Exercise objective → Nothing outside the range below should be printed. Output exactly the lines from the line with "let Some(block) = car.blocks.get(&cid)" to the line with "let Some((collection, rkey))", both included.

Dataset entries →
::::::

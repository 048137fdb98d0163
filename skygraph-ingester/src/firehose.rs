use crate::config::{
    EPS_HOT, EPS_WARM, FAILED_MAX_ATTEMPTS, FIREHOSE_PING_INTERVAL, INLINE_CONCURRENCY,
    MIN_TIME_HOT, MIN_TIME_WARM, RECONNECT_DELAY, THROTTLE_SAMPLE_INTERVAL,
};
use crate::handlers;
use crate::limiter::RateLimiter;
use crate::metrics;
use crate::resolver::Resolver;
use crate::storage::{CursorStore, Storage};
use crate::IngesterError;
use futures_util::{SinkExt, StreamExt};
use skygraph_firehose::{car, firehose, ipld};
use skygraph_lexicon::com::atproto::sync::{SubscribeRepos, SubscribeReposCommit};
use skygraph_lexicon::record::{is_known_collection, KnownRecord, NSID_PROFILE};
use std::sync::atomic::{AtomicU64, Ordering};
use std::sync::Arc;
use std::time::Duration;
use tokio::sync::Semaphore;
use tokio::time::interval;
use tokio_tungstenite::{connect_async, tungstenite::Message};
use tracing::{debug, error, info, warn};

#[derive(Debug, Clone)]
pub struct ConsumerConfig {
    pub relay_host: String,
    pub verbose: bool,
}

/// Outbound min-time override for the observed event rate, or `None` for the
/// baseline. Expensive resolver fan-out is throttled while the firehose runs
/// hot.
pub fn throttle_for(eps: u64) -> Option<Duration> {
    if eps >= EPS_HOT {
        Some(MIN_TIME_HOT)
    } else if eps >= EPS_WARM {
        Some(MIN_TIME_WARM)
    } else {
        None
    }
}

/// Failed-message queue key for a message: `<repo>::<rev>` for commits,
/// `<did>::<kind>` otherwise.
pub fn failure_key(body: &SubscribeRepos) -> Option<String> {
    match body {
        SubscribeRepos::Commit(c) => Some(format!("{}::{}", c.repo, c.rev)),
        SubscribeRepos::Handle(h) => Some(format!("{}::handle", h.did)),
        SubscribeRepos::Identity(i) => Some(format!("{}::identity", i.did)),
        SubscribeRepos::Account(a) => Some(format!("{}::account", a.did)),
        SubscribeRepos::Tombstone(t) => Some(format!("{}::tombstone", t.did)),
        SubscribeRepos::Info(_) => None,
    }
}

/// Subscribes to the relay's subscribeRepos stream and projects every
/// message into the graph store, advancing the durable cursor as it goes.
#[derive(Clone)]
pub struct FirehoseConsumer {
    config: ConsumerConfig,
    resolver: Arc<Resolver>,
    storage: Arc<Storage>,
    cursor: Arc<CursorStore>,
    limiter: Arc<RateLimiter>,
    semaphore: Arc<Semaphore>,
    events_seen: Arc<AtomicU64>,
}

impl FirehoseConsumer {
    pub fn new(
        config: ConsumerConfig,
        resolver: Arc<Resolver>,
        storage: Arc<Storage>,
        limiter: Arc<RateLimiter>,
    ) -> Self {
        let cursor = Arc::new(CursorStore::new(Arc::clone(&storage), &config.relay_host));
        Self {
            config,
            resolver,
            storage,
            cursor,
            limiter,
            semaphore: Arc::new(Semaphore::new(*INLINE_CONCURRENCY)),
            events_seen: Arc::new(AtomicU64::new(0)),
        }
    }

    /// Replay captured failures, then subscribe and keep reconnecting. Only
    /// an explicit relay error frame ends the pipeline.
    pub async fn run(&self) -> Result<(), IngesterError> {
        if self.config.verbose {
            info!("starting firehose consumer for {}", self.config.relay_host);
        }

        self.replay_failed().await?;

        let _flusher = self.cursor.spawn_flusher();
        let _throttle = self.spawn_throttle_task();

        loop {
            match self.connect_and_stream().await {
                Ok(()) => {
                    warn!("connection closed, reconnecting in {RECONNECT_DELAY:?}");
                }
                Err(e) if e.is_terminal() => {
                    error!("relay ended the subscription: {e}");
                    self.cursor.flush()?;
                    return Err(e);
                }
                Err(e) => {
                    error!("connection error: {e}, reconnecting in {RECONNECT_DELAY:?}");
                }
            }
            tokio::time::sleep(RECONNECT_DELAY).await;
        }
    }

    async fn connect_and_stream(&self) -> Result<(), IngesterError> {
        let clean_host = self
            .config
            .relay_host
            .trim_start_matches("https://")
            .trim_start_matches("http://")
            .trim_end_matches('/');

        let mut url = url::Url::parse(&format!(
            "wss://{clean_host}/xrpc/com.atproto.sync.subscribeRepos"
        ))
        .map_err(|e| IngesterError::Other(format!("invalid relay url: {e}")))?;

        let cursor = self.cursor.load()?;
        if let Some(cursor) = cursor {
            url.query_pairs_mut()
                .append_pair("cursor", &cursor.to_string());
        }

        info!("connecting to {url} (cursor {cursor:?})");

        let (ws_stream, _) = connect_async(url.as_str()).await?;
        metrics::WEBSOCKET_CONNECTIONS.inc();
        let (mut write, mut read) = ws_stream.split();

        let ping_task = tokio::spawn(async move {
            let mut ping_interval = interval(FIREHOSE_PING_INTERVAL);
            loop {
                ping_interval.tick().await;
                if write.send(Message::Ping(vec![])).await.is_err() {
                    break;
                }
            }
        });

        let result = loop {
            let Some(msg_result) = read.next().await else {
                break Ok(());
            };
            match msg_result {
                Ok(Message::Binary(data)) => {
                    metrics::FIREHOSE_EVENTS_TOTAL.inc();
                    self.events_seen.fetch_add(1, Ordering::Relaxed);

                    // Decode inline so an error frame can end the pipeline;
                    // handler work runs on bounded tasks.
                    let body = match firehose::read(&data) {
                        Ok((_header, body)) => body,
                        Err(e @ firehose::FrameError::ErrorFrame { .. }) => {
                            break Err(IngesterError::Frame(e));
                        }
                        Err(e) => {
                            warn!("dropping undecodable frame: {e}");
                            continue;
                        }
                    };

                    let Ok(permit) = Arc::clone(&self.semaphore).acquire_owned().await else {
                        break Ok(());
                    };
                    let consumer = self.clone();
                    tokio::spawn(async move {
                        consumer.handle_event(body, data).await;
                        drop(permit);
                    });
                }
                Ok(Message::Ping(_) | Message::Pong(_)) => {}
                Ok(Message::Close(frame)) => {
                    info!("websocket closed: {frame:?}");
                    break Ok(());
                }
                Ok(msg) => {
                    debug!("unexpected message type: {msg:?}");
                }
                Err(e) => break Err(e.into()),
            }
        };

        metrics::WEBSOCKET_CONNECTIONS.dec();
        ping_task.abort();
        result
    }

    /// Apply one message, capturing failures into the durable queue. The
    /// cursor advances either way; the failed message is durably held for
    /// replay.
    async fn handle_event(&self, body: SubscribeRepos, raw: Vec<u8>) {
        let seq = body.seq();

        if let Err(e) = self.apply_message(&body).await {
            metrics::HANDLER_FAILURES_TOTAL.inc();
            if let Some(key) = failure_key(&body) {
                warn!("processing {key} failed: {e}, capturing for replay");
                if let Err(push_err) = self.storage.push_failed(&key, &raw, 0) {
                    error!("failed to capture {key}: {push_err}");
                }
            } else {
                warn!("processing failed: {e}");
            }
        }

        if let Some(seq) = seq {
            self.cursor.advance(seq);
        }
    }

    async fn apply_message(&self, body: &SubscribeRepos) -> Result<(), IngesterError> {
        match body {
            SubscribeRepos::Commit(commit) => {
                metrics::COMMITS_TOTAL.inc();
                self.apply_commit(commit).await
            }
            SubscribeRepos::Handle(handle) => {
                handlers::profile::update_handle(&self.resolver, &handle.did, &handle.handle).await
            }
            SubscribeRepos::Identity(identity) => {
                // treated as "refresh profile by DID"
                handlers::profile::update(&self.resolver, &identity.did, &Default::default()).await
            }
            SubscribeRepos::Account(account) => {
                use skygraph_lexicon::com::atproto::sync::AccountStatus;
                if !account.active && account.status == Some(AccountStatus::Deleted) {
                    handlers::profile::delete(&self.resolver, &account.did).await
                } else {
                    debug!(
                        "account {} active={} status={:?}",
                        account.did, account.active, account.status
                    );
                    Ok(())
                }
            }
            SubscribeRepos::Tombstone(tombstone) => {
                handlers::profile::delete(&self.resolver, &tombstone.did).await
            }
            SubscribeRepos::Info(info) => {
                info!("info frame from relay: {} {:?}", info.name, info.message);
                Ok(())
            }
        }
    }

    async fn apply_commit(&self, commit: &SubscribeReposCommit) -> Result<(), IngesterError> {
        if commit.blocks.is_empty() {
            return Ok(());
        }

        let car = car::read_car(&commit.blocks).await?;

        for op in &commit.ops {
            let uri = format!("at://{}/{}", commit.repo, op.path);

            match op.action.as_str() {
                "create" | "update" => {
                    let Some(cid) = op.cid else { continue };
                    let Some(block) = car.blocks.get(&cid) else {
                        debug!("op {uri} references cid {cid} absent from block map, skipping");
                        continue;
                    };

                    let json = ipld::json_from_block(block)
                        .map_err(|e| IngesterError::Serialization(e.to_string()))?;
                    let record_type = json
                        .get("$type")
                        .and_then(|t| t.as_str())
                        .unwrap_or("")
                        .to_string();
                    if !is_known_collection(&record_type) {
                        continue;
                    }
                    let record: KnownRecord = serde_json::from_value(json).map_err(|e| {
                        IngesterError::Serialization(format!("invalid {record_type} record: {e}"))
                    })?;

                    metrics::RECORD_OPS_TOTAL.inc();
                    if op.action == "create" {
                        handlers::dispatch_create(
                            &self.resolver,
                            &commit.repo,
                            &uri,
                            &cid.to_string(),
                            &record,
                        )
                        .await?;
                    } else if let KnownRecord::Profile(profile) = &record {
                        handlers::profile::update(&self.resolver, &commit.repo, profile).await?;
                    }
                }
                "delete" => {
                    let Some((collection, rkey)) = handlers::split_path(&op.path) else {
                        debug!("delete op with malformed path {:?}", op.path);
                        continue;
                    };
                    if !is_known_collection(collection) || collection == NSID_PROFILE {
                        continue;
                    }
                    metrics::RECORD_OPS_TOTAL.inc();
                    handlers::dispatch_delete(&self.resolver, &commit.repo, &uri, collection, rkey)
                        .await?;
                }
                other => {
                    debug!("unknown op action {other:?} for {uri}");
                }
            }
        }

        Ok(())
    }

    /// Drain the failed-message queue: re-run each entry, remove it on
    /// success, bump its counter on failure, and discard it after three
    /// attempts.
    pub async fn replay_failed(&self) -> Result<(), IngesterError> {
        let entries = self.storage.iter_failed()?;
        if entries.is_empty() {
            return Ok(());
        }
        info!("replaying {} captured messages", entries.len());

        for (key, failed) in entries {
            match self.process_raw(&failed.message).await {
                Ok(()) => {
                    metrics::FAILED_REPLAYED_TOTAL.inc();
                    self.storage.remove_failed(&key)?;
                    info!("replayed {key}");
                }
                Err(e) => {
                    let retries = failed.retries + 1;
                    if retries >= FAILED_MAX_ATTEMPTS {
                        metrics::FAILED_DROPPED_TOTAL.inc();
                        self.storage.remove_failed(&key)?;
                        warn!("dropping {key} after {retries} attempts: {e}");
                    } else {
                        self.storage.push_failed(&key, &failed.message, retries)?;
                        warn!("replay of {key} failed (attempt {retries}): {e}");
                    }
                }
            }
        }

        metrics::FAILED_QUEUE_LENGTH.set(self.storage.failed_len()? as i64);
        Ok(())
    }

    async fn process_raw(&self, data: &[u8]) -> Result<(), IngesterError> {
        let (_header, body) = firehose::read(data)?;
        self.apply_message(&body).await
    }

    /// Sample events per wall-clock second and throttle the outbound rate
    /// limiter while the firehose runs hot.
    fn spawn_throttle_task(&self) -> tokio::task::JoinHandle<()> {
        let events_seen = Arc::clone(&self.events_seen);
        let limiter = Arc::clone(&self.limiter);
        let verbose = self.config.verbose;

        tokio::spawn(async move {
            let mut tick = interval(THROTTLE_SAMPLE_INTERVAL);
            tick.set_missed_tick_behavior(tokio::time::MissedTickBehavior::Delay);
            tick.tick().await;
            let mut last_seen = events_seen.load(Ordering::Relaxed);

            loop {
                tick.tick().await;
                let seen = events_seen.load(Ordering::Relaxed);
                let eps = (seen - last_seen) / THROTTLE_SAMPLE_INTERVAL.as_secs();
                last_seen = seen;

                metrics::EVENTS_PER_SECOND.set(eps as i64);
                match throttle_for(eps) {
                    Some(min_time) => limiter.set_min_time(min_time),
                    None => limiter.reset_min_time(),
                }
                if verbose {
                    info!("{eps} events/s (min_time {:?})", limiter.min_time());
                }
            }
        })
    }
}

::::::

Result →
                    let Some(block) = car.blocks.get(&cid) else {
                        debug!("op {uri} references cid {cid} absent from block map, skipping");
                        continue;
                    };

                    let json = ipld::json_from_block(block)
                        .map_err(|e| IngesterError::Serialization(e.to_string()))?;
                    let record_type = json
                        .get("$type")
                        .and_then(|t| t.as_str())
                        .unwrap_or("")
                        .to_string();
                    if !is_known_collection(&record_type) {
                        continue;
                    }
                    let record: KnownRecord = serde_json::from_value(json).map_err(|e| {
                        IngesterError::Serialization(format!("invalid {record_type} record: {e}"))
                    })?;

                    metrics::RECORD_OPS_TOTAL.inc();
                    if op.action == "create" {
                        handlers::dispatch_create(
                            &self.resolver,
                            &commit.repo,
                            &uri,
                            &cid.to_string(),
                            &record,
                        )
                        .await?;
                    } else if let KnownRecord::Profile(profile) = &record {
                        handlers::profile::update(&self.resolver, &commit.repo, profile).await?;
                    }
                }
                "delete" => {
                    let Some((collection, rkey)) = handlers::split_path(&op.path) else {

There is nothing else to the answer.